What you write must match exactly the lines from the one with "i64::try_from(value).unwrap_or(i64::MAX)" through the last line of the material below.

START INPUT MATERIAL

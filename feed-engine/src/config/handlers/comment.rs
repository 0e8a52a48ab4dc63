use feed_engine_pipeline::errors::ProcessorError;
use feed_engine_pipeline::processor::{Classify, CounterCheck, EventPlan, MergeInstruction, payload};
use feed_engine_shared::types::{AggregateAction, CategoryName, EntityRef, Event, GroupingKey, Milestone};

/// A comment on `extra.review_id`. The review's author is notified unless
/// they wrote the comment themselves.
pub struct CommentPostedClassifier;

impl Classify for CommentPostedClassifier {
    fn classify(&self, event: &Event) -> Result<Option<EventPlan>, ProcessorError> {
        let author = payload::required_actor(event)?;
        let review = payload::required_uuid(event, "review_id")?;

        let mut plan = EventPlan::new().merge(
            MergeInstruction::new(GroupingKey::new(AggregateAction::CommentPosted, Some(author)))
                .add(CategoryName::Comments, event.entity_id),
        );
        if let Some(review_author) = payload::optional_uuid(event, "review_author_id")? {
            if review_author != author {
                plan = plan.merge(
                    MergeInstruction::new(GroupingKey::new(AggregateAction::CommentReply, Some(review_author)))
                        .add(CategoryName::Comments, event.entity_id),
                );
            }
        }

        let before = payload::optional_i64(event, "comments_before")?;
        let after = payload::optional_i64(event, "comments_after")?;
        if let (Some(old), Some(new)) = (before, after) {
            plan = plan.check_counter(CounterCheck {
                subject: EntityRef::review(review),
                milestone: Milestone::ReviewDiscussed,
                old,
                new,
            });
        }
        Ok(Some(plan))
    }
}

#[cfg(test)]
mod tests {
    use super::*;
    use chrono::Utc;
    use feed_engine_shared::types::{EntityType, NewEvent};
    use serde_json::json;
    use uuid::Uuid;

    fn comment(author: Uuid, review_author: Uuid) -> Event {
        let new = NewEvent::addition(EntityType::Comment, Uuid::new_v4())
            .with_actor(author)
            .with_extra(json!({
                "review_id": Uuid::new_v4(),
                "review_author_id": review_author,
            }));
        Event::from_new(1, &new, Utc::now())
    }

    #[test]
    fn test_reply_notifies_the_review_author() {
        let (author, review_author) = (Uuid::new_v4(), Uuid::new_v4());
        let plan = CommentPostedClassifier
            .classify(&comment(author, review_author))
            .unwrap()
            .unwrap();
        assert_eq!(plan.merges.len(), 2);
        assert_eq!(plan.merges[1].key.owner_id, Some(review_author));
        assert!(plan.counters.is_empty());
    }

    #[test]
    fn test_own_review_is_not_notified() {
        let author = Uuid::new_v4();
        let plan = CommentPostedClassifier.classify(&comment(author, author)).unwrap().unwrap();
        assert_eq!(plan.merges.len(), 1);
    }
}
//! Row decoding shared by the PostgreSQL repositories.
use std::collections::BTreeMap;

use feed_engine_shared::types::{
    Aggregate, Category, CategoryName, EntityRef, Event, ReactionCounts,
};
use sqlx::Row;
use sqlx::postgres::PgRow;

use crate::errors::RepositoryError;

pub(super) const EVENT_COLUMNS: &str = "id, entity_type, entity_id, action, actor_id, extra, \
     occurred_at, scheduled_at, status, retry_count, created_at, started_at, last_error";

pub(super) const AGGREGATE_COLUMNS: &str = "id, action, owner_id, grouping_key, generation, \
     version, language, categories, reaction_counts, anchor_type, anchor_id, origin_event_id, \
     created_at, updated_at";

pub(super) fn event_from_row(row: &PgRow) -> Result<Event, RepositoryError> {
    let entity_type: String = row.try_get("entity_type")?;
    let action: String = row.try_get("action")?;
    let status: String = row.try_get("status")?;

    Ok(Event {
        id: row.try_get("id")?,
        entity_type: entity_type.parse()?,
        entity_id: row.try_get("entity_id")?,
        action: action.parse()?,
        actor_id: row.try_get("actor_id")?,
        extra: row.try_get("extra")?,
        occurred_at: row.try_get("occurred_at")?,
        scheduled_at: row.try_get("scheduled_at")?,
        status: status.parse()?,
        retry_count: row.try_get("retry_count")?,
        created_at: row.try_get("created_at")?,
        started_at: row.try_get("started_at")?,
        last_error: row.try_get("last_error")?,
    })
}

pub(super) fn aggregate_from_row(row: &PgRow) -> Result<Aggregate, RepositoryError> {
    let action: String = row.try_get("action")?;
    let categories: serde_json::Value = row.try_get("categories")?;
    let categories: BTreeMap<CategoryName, Category> = serde_json::from_value(categories)?;
    let reaction_counts: serde_json::Value = row.try_get("reaction_counts")?;
    let reaction_counts: ReactionCounts = serde_json::from_value(reaction_counts)?;

    let anchor_type: Option<String> = row.try_get("anchor_type")?;
    let anchor_id: Option<uuid::Uuid> = row.try_get("anchor_id")?;
    let anchor = match (anchor_type, anchor_id) {
        (Some(entity_type), Some(id)) => Some(EntityRef::new(entity_type.parse()?, id)),
        _ => None,
    };

    Ok(Aggregate {
        id: row.try_get("id")?,
        action: action.parse()?,
        owner_id: row.try_get("owner_id")?,
        grouping_key: row.try_get("grouping_key")?,
        generation: row.try_get("generation")?,
        version: row.try_get("version")?,
        language: row.try_get("language")?,
        categories,
        reaction_counts,
        anchor,
        origin_event_id: row.try_get("origin_event_id")?,
        created_at: row.try_get("created_at")?,
        updated_at: row.try_get("updated_at")?,
    })
}

pub(super) fn aggregates_from_rows(rows: &[PgRow]) -> Result<Vec<Aggregate>, RepositoryError> {
    rows.iter().map(aggregate_from_row).collect()
}

/// Postgres rejects a LIMIT that does not fit a BIGINT.
pub(super) fn limit(value: usize) -> i64 {
    i64::try_from(value).unwrap_or(i64::MAX)
}

const FOREIGN_KEY_VIOLATION: &str = "23503";

/// Maps a write against a deleted aggregate to `NotFound`.
pub(super) fn map_missing_aggregate(err: sqlx::Error, aggregate_id: uuid::Uuid) -> RepositoryError {
    match &err {
        sqlx::Error::Database(db) if db.code().as_deref() == Some(FOREIGN_KEY_VIOLATION) => {
            RepositoryError::not_found(format!("aggregate {}", aggregate_id))
        }
        _ => RepositoryError::DatabaseError(err),
    }
}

END INPUT MATERIAL

RESULT BELOW.
    i64::try_from(value).unwrap_or(i64::MAX)
}

const FOREIGN_KEY_VIOLATION: &str = "23503";

/// Maps a write against a deleted aggregate to `NotFound`.
pub(super) fn map_missing_aggregate(err: sqlx::Error, aggregate_id: uuid::Uuid) -> RepositoryError {
    match &err {
        sqlx::Error::Database(db) if db.code().as_deref() == Some(FOREIGN_KEY_VIOLATION) => {
            RepositoryError::not_found(format!("aggregate {}", aggregate_id))
        }
        _ => RepositoryError::DatabaseError(err),
    }
}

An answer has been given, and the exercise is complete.